**Work request:** Every line from the one holding "local daemon, recording" through the final line of the entries is to be reproduced exactly, and no other line.

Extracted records

____

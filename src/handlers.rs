// region:    --- Imports
use crate::auction::{AuctionStatus, AuctionType, NewAuction, SaleType};
use crate::bidding::Bid;
use crate::category::{Category, CategoryInput};
use crate::error::AdminError;
use crate::extract::{ApiJson, ApiPath, ApiQuery};
use crate::profile::Role;
use crate::response::{ApiResponse, Page, PageRequest};
use crate::routes::AppState;
use crate::stats::reports::{self, BidderStats, BuyNowOverview, CalendarEntry, SellerStats, WinnersReport};
use crate::stats::{self, AuctionFilter, AuctionView, DashboardSummary};
use axum::extract::State;
use axum::http::header::AUTHORIZATION;
use axum::http::{HeaderMap, StatusCode};
use axum::Json;
use chrono::{NaiveDate, Utc};
use serde::{Deserialize, Deserializer, Serialize};
use std::collections::BTreeMap;
use std::fmt::Display;
use std::str::FromStr;
use subtle::ConstantTimeEq;
use tracing::{info, warn};
use uuid::Uuid;

// endregion: --- Imports

type ApiResult<T> = Result<Json<ApiResponse<T>>, AdminError>;

// region:    --- Params
/// 빈 쿼리 값(`?category=`)은 지정하지 않은 것으로 본다
fn empty_as_none<'de, D, T>(deserializer: D) -> Result<Option<T>, D::Error>
where
    D: Deserializer<'de>,
    T: FromStr,
    T::Err: Display,
{
    match Option::<String>::deserialize(deserializer)?.as_deref().map(str::trim) {
        None | Some("") => Ok(None),
        Some(value) => value.parse().map(Some).map_err(serde::de::Error::custom),
    }
}

/// 목록 조회 파라미터
#[derive(Debug, Default, Deserialize)]
pub struct ListParams {
    pub status: Option<String>,
    #[serde(default, deserialize_with = "empty_as_none")]
    pub category: Option<i64>,
    #[serde(default, deserialize_with = "empty_as_none")]
    pub seller: Option<Uuid>,
    pub search: Option<String>,
    #[serde(default, deserialize_with = "empty_as_none")]
    pub page: Option<usize>,
    #[serde(default, deserialize_with = "empty_as_none")]
    pub per_page: Option<usize>,
}

impl ListParams {
    fn filter(&self) -> Result<AuctionFilter, AdminError> {
        let status = self
            .status
            .as_deref()
            .filter(|s| !s.trim().is_empty())
            .map(str::parse::<AuctionStatus>)
            .transpose()
            .map_err(AdminError::Validation)?;
        Ok(AuctionFilter {
            status,
            category: self.category,
            seller: self.seller,
            search: self.search.clone(),
            ..Default::default()
        })
    }

    fn page_request(&self) -> PageRequest {
        PageRequest::new(self.page, self.per_page)
    }

    fn matches_person(&self, name: &str, email: Option<&str>) -> bool {
        let Some(search) = self.search.as_deref().map(str::trim).filter(|s| !s.is_empty()) else {
            return true;
        };
        let search = search.to_lowercase();
        name.to_lowercase().contains(&search)
            || email.is_some_and(|e| e.to_lowercase().contains(&search))
    }
}

#[derive(Debug, Default, Deserialize)]
pub struct BidParams {
    #[serde(default, deserialize_with = "empty_as_none")]
    pub auction_id: Option<i64>,
}

#[derive(Debug, Default, Deserialize)]
pub struct CalendarParams {
    #[serde(default, deserialize_with = "empty_as_none")]
    pub from: Option<NaiveDate>,
    #[serde(default, deserialize_with = "empty_as_none")]
    pub to: Option<NaiveDate>,
}

// endregion: --- Params

// region:    --- Responses
#[derive(Debug, Serialize)]
pub struct AuctionList {
    pub summary: DashboardSummary,
    pub auctions: Page<AuctionView>,
}

#[derive(Debug, Serialize)]
pub struct BuyNowList {
    pub overview: BuyNowOverview,
    pub listings: Page<AuctionView>,
}

#[derive(Debug, Serialize)]
pub struct AuctionDetail {
    pub auction: AuctionView,
    pub bids: Vec<Bid>,
}

#[derive(Debug, Serialize)]
pub struct Deleted {
    pub id: i64,
}

// endregion: --- Responses

// region:    --- Helpers
/// 경매와 입찰을 동시에 읽어 뷰 생성
async fn load_views(state: &AppState) -> Result<(Vec<AuctionView>, Vec<Bid>), AdminError> {
    let (auctions, bids) = tokio::try_join!(state.store.auctions(), state.store.bids(None))?;
    let views = stats::build_views(auctions, &bids, Utc::now());
    Ok((views, bids))
}

/// 쓰기 API Bearer 토큰 검증
fn authorize(headers: &HeaderMap, state: &AppState) -> Result<(), AdminError> {
    let Some(expected) = state.admin_token.as_deref() else {
        warn!("{:<12} --> ADMIN_TOKEN 미설정, 쓰기 요청 거부", "Auth");
        return Err(AdminError::Unauthorized);
    };
    let token = headers
        .get(AUTHORIZATION)
        .and_then(|v| v.to_str().ok())
        .map(str::trim)
        .and_then(|v| v.strip_prefix("Bearer ").or_else(|| v.strip_prefix("bearer ")))
        .ok_or(AdminError::Unauthorized)?;

    if bool::from(token.trim().as_bytes().ct_eq(expected.as_bytes())) {
        Ok(())
    } else {
        warn!("{:<12} --> 잘못된 토큰", "Auth");
        Err(AdminError::Unauthorized)
    }
}

async fn auction_list(
    state: &AppState,
    params: &ListParams,
    mut filter: AuctionFilter,
) -> Result<AuctionList, AdminError> {
    let requested = params.filter()?;
    filter.status = requested.status;
    filter.category = requested.category;
    filter.seller = requested.seller;
    filter.search = requested.search;

    let (views, _) = load_views(state).await?;
    let views = filter.apply(views);
    Ok(AuctionList {
        summary: stats::summarize(&views),
        auctions: params.page_request().apply(views),
    })
}

// endregion: --- Helpers

// region:    --- Auction Handlers

/// 전체 대시보드 요약
pub async fn handle_dashboard(State(state): State<AppState>) -> ApiResult<DashboardSummary> {
    info!("{:<12} --> 대시보드 요약 조회", "Handler");
    let (views, _) = load_views(&state).await?;
    Ok(Json(ApiResponse::ok(stats::summarize(&views))))
}

/// 정방향 경매 목록 (즉시 구매 제외)
pub async fn handle_forward_auctions(
    State(state): State<AppState>,
    ApiQuery(params): ApiQuery<ListParams>,
) -> ApiResult<AuctionList> {
    info!("{:<12} --> 정방향 경매 조회: {:?}", "Handler", params);
    let filter = AuctionFilter {
        auction_type: Some(AuctionType::Forward),
        exclude_buy_now: true,
        ..Default::default()
    };
    Ok(Json(ApiResponse::ok(auction_list(&state, &params, filter).await?)))
}

/// 역경매 목록
pub async fn handle_reverse_auctions(
    State(state): State<AppState>,
    ApiQuery(params): ApiQuery<ListParams>,
) -> ApiResult<AuctionList> {
    info!("{:<12} --> 역경매 조회: {:?}", "Handler", params);
    let filter = AuctionFilter {
        auction_type: Some(AuctionType::Reverse),
        ..Default::default()
    };
    Ok(Json(ApiResponse::ok(auction_list(&state, &params, filter).await?)))
}

/// 즉시 구매 목록
pub async fn handle_buy_now(
    State(state): State<AppState>,
    ApiQuery(params): ApiQuery<ListParams>,
) -> ApiResult<BuyNowList> {
    info!("{:<12} --> 즉시 구매 조회: {:?}", "Handler", params);
    let mut filter = params.filter()?;
    filter.sale_type = Some(SaleType::BuyNow);

    let (views, _) = load_views(&state).await?;
    let views = filter.apply(views);
    Ok(Json(ApiResponse::ok(BuyNowList {
        overview: reports::buy_now_overview(&views),
        listings: params.page_request().apply(views),
    })))
}

/// 경매 상세 조회
pub async fn handle_get_auction(
    State(state): State<AppState>,
    ApiPath(auction_id): ApiPath<i64>,
) -> ApiResult<AuctionDetail> {
    info!("{:<12} --> 경매 상세 조회 id: {}", "Handler", auction_id);
    let (auction, bids) = tokio::try_join!(
        state.store.auction(auction_id),
        state.store.bids(Some(auction_id))
    )?;
    let auction =
        auction.ok_or_else(|| AdminError::NotFound(format!("auction {}", auction_id)))?;

    let mut summaries = crate::bidding::aggregate(&bids);
    let summary = summaries.remove(&auction_id).unwrap_or_default();
    Ok(Json(ApiResponse::ok(AuctionDetail {
        auction: AuctionView::new(auction, summary, Utc::now()),
        bids,
    })))
}

/// 경매 생성 (승인 대기 상태)
pub async fn handle_create_auction(
    State(state): State<AppState>,
    headers: HeaderMap,
    ApiJson(input): ApiJson<NewAuction>,
) -> Result<(StatusCode, Json<ApiResponse<AuctionView>>), AdminError> {
    authorize(&headers, &state)?;
    info!("{:<12} --> 경매 생성 요청: {}", "Handler", input.productname);
    let sale_type = input.validate()?;
    let auction = state.store.create_auction(input, sale_type).await?;
    let view = AuctionView::new(auction, Default::default(), Utc::now());
    Ok((StatusCode::CREATED, Json(ApiResponse::ok(view))))
}

/// 경매 승인
pub async fn handle_approve_auction(
    State(state): State<AppState>,
    headers: HeaderMap,
    ApiPath(auction_id): ApiPath<i64>,
) -> ApiResult<AuctionView> {
    authorize(&headers, &state)?;
    info!("{:<12} --> 경매 승인 id: {}", "Handler", auction_id);
    let auction = state
        .store
        .approve_auction(auction_id)
        .await?
        .ok_or_else(|| AdminError::NotFound(format!("auction {}", auction_id)))?;
    let bids = state.store.bids(Some(auction_id)).await?;
    let summary = crate::bidding::aggregate(&bids)
        .remove(&auction_id)
        .unwrap_or_default();
    Ok(Json(ApiResponse::ok(AuctionView::new(auction, summary, Utc::now()))))
}

// endregion: --- Auction Handlers

// region:    --- Bid / People Handlers

/// 입찰 목록
pub async fn handle_get_bids(
    State(state): State<AppState>,
    ApiQuery(params): ApiQuery<BidParams>,
) -> ApiResult<Vec<Bid>> {
    info!("{:<12} --> 입찰 조회: {:?}", "Handler", params);
    Ok(Json(ApiResponse::ok(state.store.bids(params.auction_id).await?)))
}

/// 낙찰자 목록
pub async fn handle_all_winners(State(state): State<AppState>) -> ApiResult<WinnersReport> {
    info!("{:<12} --> 낙찰자 조회", "Handler");
    let ((views, _), profiles) = tokio::try_join!(load_views(&state), state.store.profiles(None))?;
    Ok(Json(ApiResponse::ok(reports::winners(&views, &profiles))))
}

/// 입찰자 통계
pub async fn handle_bidders(
    State(state): State<AppState>,
    ApiQuery(params): ApiQuery<ListParams>,
) -> ApiResult<Page<BidderStats>> {
    info!("{:<12} --> 입찰자 조회: {:?}", "Handler", params);
    let ((views, bids), profiles) = tokio::try_join!(
        load_views(&state),
        state.store.profiles(Some(Role::Bidder))
    )?;
    let stats: Vec<BidderStats> = reports::bidder_stats(&profiles, &bids, &views)
        .into_iter()
        .filter(|s| params.matches_person(&s.name, s.profile.email.as_deref()))
        .collect();
    Ok(Json(ApiResponse::ok(params.page_request().apply(stats))))
}

/// 판매자 통계
pub async fn handle_sellers(
    State(state): State<AppState>,
    ApiQuery(params): ApiQuery<ListParams>,
) -> ApiResult<Page<SellerStats>> {
    info!("{:<12} --> 판매자 조회: {:?}", "Handler", params);
    let ((views, _), profiles) = tokio::try_join!(
        load_views(&state),
        state.store.profiles(Some(Role::Seller))
    )?;
    let stats: Vec<SellerStats> = reports::seller_stats(&profiles, &views)
        .into_iter()
        .filter(|s| params.matches_person(&s.name, s.profile.email.as_deref()))
        .collect();
    Ok(Json(ApiResponse::ok(params.page_request().apply(stats))))
}

/// 경매 달력
pub async fn handle_calendar(
    State(state): State<AppState>,
    ApiQuery(params): ApiQuery<CalendarParams>,
) -> ApiResult<BTreeMap<NaiveDate, Vec<CalendarEntry>>> {
    info!("{:<12} --> 달력 조회: {:?}", "Handler", params);
    if let (Some(from), Some(to)) = (params.from, params.to) {
        if from > to {
            return Err(AdminError::Validation(format!(
                "from ({}) must not be after to ({})",
                from, to
            )));
        }
    }
    let (views, _) = load_views(&state).await?;
    Ok(Json(ApiResponse::ok(reports::calendar(
        &views,
        params.from,
        params.to,
    ))))
}

// endregion: --- Bid / People Handlers

// region:    --- Category Handlers

/// 카테고리 목록
pub async fn handle_get_categories(State(state): State<AppState>) -> ApiResult<Vec<Category>> {
    info!("{:<12} --> 카테고리 조회", "Handler");
    Ok(Json(ApiResponse::ok(state.store.categories().await?)))
}

/// 카테고리 생성
pub async fn handle_create_category(
    State(state): State<AppState>,
    headers: HeaderMap,
    ApiJson(input): ApiJson<CategoryInput>,
) -> Result<(StatusCode, Json<ApiResponse<Category>>), AdminError> {
    authorize(&headers, &state)?;
    info!("{:<12} --> 카테고리 생성: {}", "Handler", input.title);
    let category = state.store.create_category(input.validated()?).await?;
    Ok((StatusCode::CREATED, Json(ApiResponse::ok(category))))
}

/// 카테고리 수정
pub async fn handle_update_category(
    State(state): State<AppState>,
    headers: HeaderMap,
    ApiPath(category_id): ApiPath<i64>,
    ApiJson(input): ApiJson<CategoryInput>,
) -> ApiResult<Category> {
    authorize(&headers, &state)?;
    info!("{:<12} --> 카테고리 수정 id: {}", "Handler", category_id);
    let category = state
        .store
        .update_category(category_id, input.validated()?)
        .await?
        .ok_or_else(|| AdminError::NotFound(format!("category {}", category_id)))?;
    Ok(Json(ApiResponse::ok(category)))
}

/// 카테고리 삭제
pub async fn handle_delete_category(
    State(state): State<AppState>,
    headers: HeaderMap,
    ApiPath(category_id): ApiPath<i64>,
) -> ApiResult<Deleted> {
    authorize(&headers, &state)?;
    info!("{:<12} --> 카테고리 삭제 id: {}", "Handler", category_id);
    if !state.store.delete_category(category_id).await? {
        return Err(AdminError::NotFound(format!("category {}", category_id)));
    }
    Ok(Json(ApiResponse::ok(Deleted { id: category_id })))
}

// endregion: --- Category Handlers
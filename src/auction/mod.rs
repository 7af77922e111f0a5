pub mod model;
pub mod status;

pub use model::{Auction, AuctionDuration, AuctionType, NewAuction, SaleType};
pub use status::{classify, AuctionStatus};
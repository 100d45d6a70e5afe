//! Platform detection for release downloads.

use std::fmt;

use crate::error::DaemonError;

/// Operating system and CPU architecture, as reported by `std::env::consts`.
#[derive(Debug, Clone, PartialEq, Eq, Hash)]
pub struct Platform {
    pub os: String,
    pub arch: String,
}

/// Archive format of a release for a given platform.
#[derive(Debug, Clone, Copy, PartialEq, Eq)]
pub enum ArchiveKind {
    TarGz,
    Zip,
}

impl ArchiveKind {
    pub fn extension(self) -> &'static str {
        match self {
            ArchiveKind::TarGz => "tar.gz",
            ArchiveKind::Zip => "zip",
        }
    }
}

/// Release naming for a supported platform.
#[derive(Debug, Clone, Copy, PartialEq, Eq)]
pub struct DistTarget {
    pub os: &'static str,
    pub arch: &'static str,
    pub archive: ArchiveKind,
}

impl Platform {
    pub fn new(os: impl Into<String>, arch: impl Into<String>) -> Self {
        Self {
            os: os.into(),
            arch: arch.into(),
        }
    }

    pub fn detect() -> Self {
        Self::new(std::env::consts::OS, std::env::consts::ARCH)
    }

    /// Map to release naming. Anything outside linux/macOS/windows on
    /// amd64/arm64 is [`DaemonError::UnsupportedPlatform`].
    pub fn dist_target(&self) -> Result<DistTarget, DaemonError> {
        let os = match self.os.as_str() {
            "linux" => "linux",
            "macos" | "darwin" => "darwin",
            "windows" => "windows",
            _ => return Err(self.unsupported()),
        };
        let arch = match self.arch.as_str() {
            "x86_64" | "amd64" => "amd64",
            "aarch64" | "arm64" => "arm64",
            _ => return Err(self.unsupported()),
        };
        let archive = if os == "windows" {
            ArchiveKind::Zip
        } else {
            ArchiveKind::TarGz
        };
        Ok(DistTarget { os, arch, archive })
    }

    /// Executable name inside the release archive (`kubo/ipfs[.exe]`).
    pub fn archive_binary(&self) -> &'static str {
        if self.os == "windows" {
            "ipfs.exe"
        } else {
            "ipfs"
        }
    }

    fn unsupported(&self) -> DaemonError {
        DaemonError::UnsupportedPlatform {
            os: self.os.clone(),
            arch: self.arch.clone(),
        }
    }
}

impl fmt::Display for Platform {
    fn fmt(&self, f: &mut fmt::Formatter<'_>) -> fmt::Result {
        write!(f, "{}/{}", self.os, self.arch)
    }
}

#[cfg(test)]
mod tests {
    use super::*;
    use rstest::rstest;

    #[rstest]
    #[case("linux", "x86_64", "linux", "amd64", ArchiveKind::TarGz)]
    #[case("linux", "aarch64", "linux", "arm64", ArchiveKind::TarGz)]
    #[case("macos", "aarch64", "darwin", "arm64", ArchiveKind::TarGz)]
    #[case("macos", "x86_64", "darwin", "amd64", ArchiveKind::TarGz)]
    #[case("windows", "x86_64", "windows", "amd64", ArchiveKind::Zip)]
    fn supported_platforms(
        #[case] os: &str,
        #[case] arch: &str,
        #[case] dist_os: &str,
        #[case] dist_arch: &str,
        #[case] archive: ArchiveKind,
    ) {
        let target = Platform::new(os, arch).dist_target().expect("supported");
        assert_eq!(target.os, dist_os);
        assert_eq!(target.arch, dist_arch);
        assert_eq!(target.archive, archive);
    }

    #[rstest]
    #[case("freebsd", "x86_64")]
    #[case("linux", "x86")]
    #[case("linux", "riscv64")]
    #[case("openbsd", "aarch64")]
    fn unsupported_platforms(#[case] os: &str, #[case] arch: &str) {
        let err = Platform::new(os, arch).dist_target().unwrap_err();
        assert!(
            matches!(err, DaemonError::UnsupportedPlatform { .. }),
            "got: {err}"
        );
        assert!(err.to_string().contains(os));
    }

    #[test]
    fn detect_reports_current_host() {
        let platform = Platform::detect();
        assert_eq!(platform.os, std::env::consts::OS);
        assert_eq!(platform.to_string(), format!("{}/{}", platform.os, platform.arch));
    }
}
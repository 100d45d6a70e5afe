//! Shop publication: adding a shop directory to the local daemon, recording
//! the result next to the shop, and reading that record back.

mod error;
pub mod inspector;
pub mod manager;
pub mod pipeline;

pub use error::PublishError;
pub use inspector::{inspect, report, ShopReport};
pub use manager::{NodeStatus, ShopNode};
pub use pipeline::{publish, shop_dir_of, unpublish, Published};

____

**Written solution:**
//! Shop publication: adding a shop directory to the local daemon, recording
//! the result next to the shop, and reading that record back.

mod error;
pub mod inspector;
pub mod manager;
pub mod pipeline;

pub use error::PublishError;
pub use inspector::{inspect, report, ShopReport};
pub use manager::{NodeStatus, ShopNode};
pub use pipeline::{publish, shop_dir_of, unpublish, Published};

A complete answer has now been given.